The evaluation of existing data cleansing approaches reveals that the main focus until now is on syntactical inconsistencies, handled by transformation, normalization, and standardization, and on duplicate elimination. Verification and assurance of value correctness within a database is handled only marginal. Still, semantic errors in databases posses a major hindrance in gainful application of data. This is a major issue, especially in genome research.
Semantic Data Cleansing in Genome Databases
Errors in genome data can result in improper target selection for biological experiments or pharmaceutical research, in turn resulting in loss of money. Missing, incomplete or erroneous information hinders the automatic processing and analysis of data. This leads to a loss in confidence and a rise in effort and frustration for the biologist. Several studies show the existence of errors in genome databases. The main cause for poor data quality are experimental errors, miss-annotation, or outdated data.
We define semantic cleansing of genome data as the process of assuring correctness of annotations for genome sequences [Müller 2003]. This is performed by identifying erroneous annotations and re-annotating them. Using a simple example we validated the applicability of this approach and identified open problems and challenges for reliable cleansing of genome data.
Semantic cleansing of genome data is closely related to genome annotation. Both require domain dependent evidence functions. The definition of a set of general evidence functions for the domain of genome annotation will enable us to build a formal model to specify the annotation and cleansing process. The intrinsic properties of these individual functions can then be used to detect erroneous annotations without the necessity of complete re-annotation.

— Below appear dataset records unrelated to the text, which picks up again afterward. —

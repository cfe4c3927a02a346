//! Runtime settings for a pipeline run.

use std::time::Duration;

use wildfire_aq_analytics::correlation::{DEFAULT_MAX_LAG, MAX_LAG_LIMIT};

/// Environment variable overriding the largest lag.
pub const MAX_LAG_ENV: &str = "WILDFIRE_AQ_MAX_LAG";

/// Environment variable overriding the store timeout, in whole seconds.
pub const STORE_TIMEOUT_ENV: &str = "WILDFIRE_AQ_STORE_TIMEOUT_SECS";

/// Default bound on a single store query.
pub const DEFAULT_STORE_TIMEOUT: Duration = Duration::from_secs(5);

/// Settings shared by every request a [`crate::Pipeline`] serves.
#[derive(Debug, Clone, Copy, PartialEq, Eq)]
pub struct PipelineConfig {
    /// Largest lag (in days) in the correlation table.
    pub max_lag: u32,
    /// Bound on each store query; exceeding it fails the run.
    pub store_timeout: Duration,
}

impl Default for PipelineConfig {
    fn default() -> Self {
        Self {
            max_lag: DEFAULT_MAX_LAG,
            store_timeout: DEFAULT_STORE_TIMEOUT,
        }
    }
}

impl PipelineConfig {
    /// Reads [`MAX_LAG_ENV`] and [`STORE_TIMEOUT_ENV`], keeping the
    /// defaults for unset, unparsable or out-of-range values.
    #[must_use]
    pub fn from_env() -> Self {
        Self::from_lookup(|key| std::env::var(key).ok())
    }

    fn from_lookup(lookup: impl Fn(&str) -> Option<String>) -> Self {
        let mut config = Self::default();

        if let Some(raw) = lookup(MAX_LAG_ENV) {
            match raw.trim().parse::<u32>() {
                Ok(max_lag) if max_lag <= MAX_LAG_LIMIT => config.max_lag = max_lag,
                Ok(_) => log::warn!("Ignoring {MAX_LAG_ENV}={raw:?}: must be at most {MAX_LAG_LIMIT}"),
                Err(e) => log::warn!("Ignoring {MAX_LAG_ENV}={raw:?}: {e}"),
            }
        }

        if let Some(raw) = lookup(STORE_TIMEOUT_ENV) {
            match raw.trim().parse::<u64>() {
                Ok(secs) if secs > 0 => config.store_timeout = Duration::from_secs(secs),
                Ok(_) => log::warn!("Ignoring {STORE_TIMEOUT_ENV}={raw:?}: must be positive"),
                Err(e) => log::warn!("Ignoring {STORE_TIMEOUT_ENV}={raw:?}: {e}"),
            }
        }

        config
    }

    /// Returns a copy with a different largest lag.
    #[must_use]
    pub const fn with_max_lag(mut self, max_lag: u32) -> Self {
        self.max_lag = max_lag;
        self
    }

    /// Returns a copy with a different store timeout.
    #[must_use]
    pub const fn with_store_timeout(mut self, store_timeout: Duration) -> Self {
        self.store_timeout = store_timeout;
        self
    }
}
#![cfg_attr(feature = "fail-on-warnings", deny(warnings))]
#![warn(clippy::all, clippy::pedantic, clippy::nursery, clippy::cargo)]
#![allow(clippy::multiple_crate_versions, clippy::cargo_common_metadata)]

//! Time-series stages of the fire / air-quality correlation pipeline.
//!
//! Each stage is a pure function over typed records:
//!
//! 1. [`aggregate`] counts radius-filtered fire detections per day.
//! 2. [`join`] averages pollutant readings per day and inner-joins them
//!    with the fire counts.
//! 3. [`detrend`] subtracts a centred 3-day moving average.
//! 4. [`correlation`] computes Pearson coefficients across day lags.
//!
//! [`hotspots`] and [`export`] produce the presentation outputs.

pub mod aggregate;
pub mod correlation;
pub mod detrend;
pub mod export;
pub mod hotspots;
pub mod join;

use thiserror::Error;

/// Errors that can occur while exporting or re-reading analysis results.
#[derive(Debug, Error)]
pub enum AnalyticsError {
    /// CSV encoding or decoding failed.
    #[error("CSV error: {0}")]
    Csv(#[from] csv::Error),

    /// Writing an export failed.
    #[error("I/O error: {0}")]
    Io(#[from] std::io::Error),

    /// JSON encoding failed.
    #[error("JSON error: {0}")]
    Json(#[from] serde_json::Error),

    /// An export file does not have the expected layout.
    #[error("Malformed export: {message}")]
    Malformed {
        /// Description of what went wrong.
        message: String,
    },
}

In those cases where alternative solutions and evidence values for them are managed it is desirable to include them within the annotation and cleansing process to receive results of higher quality. Some of the genome database are also beginning to manage such evidences for their entries. Credible annotations can be derived by excluding invalid or unreliable entries from the processing. The formal model for genome annotation has to take these evidences into account.
Including the management of cleansing lineage within the model further enables efficient detection and re-annotation of affected annotations when changes in external data sources occur.
Last update: Tuesday, November 27, 2007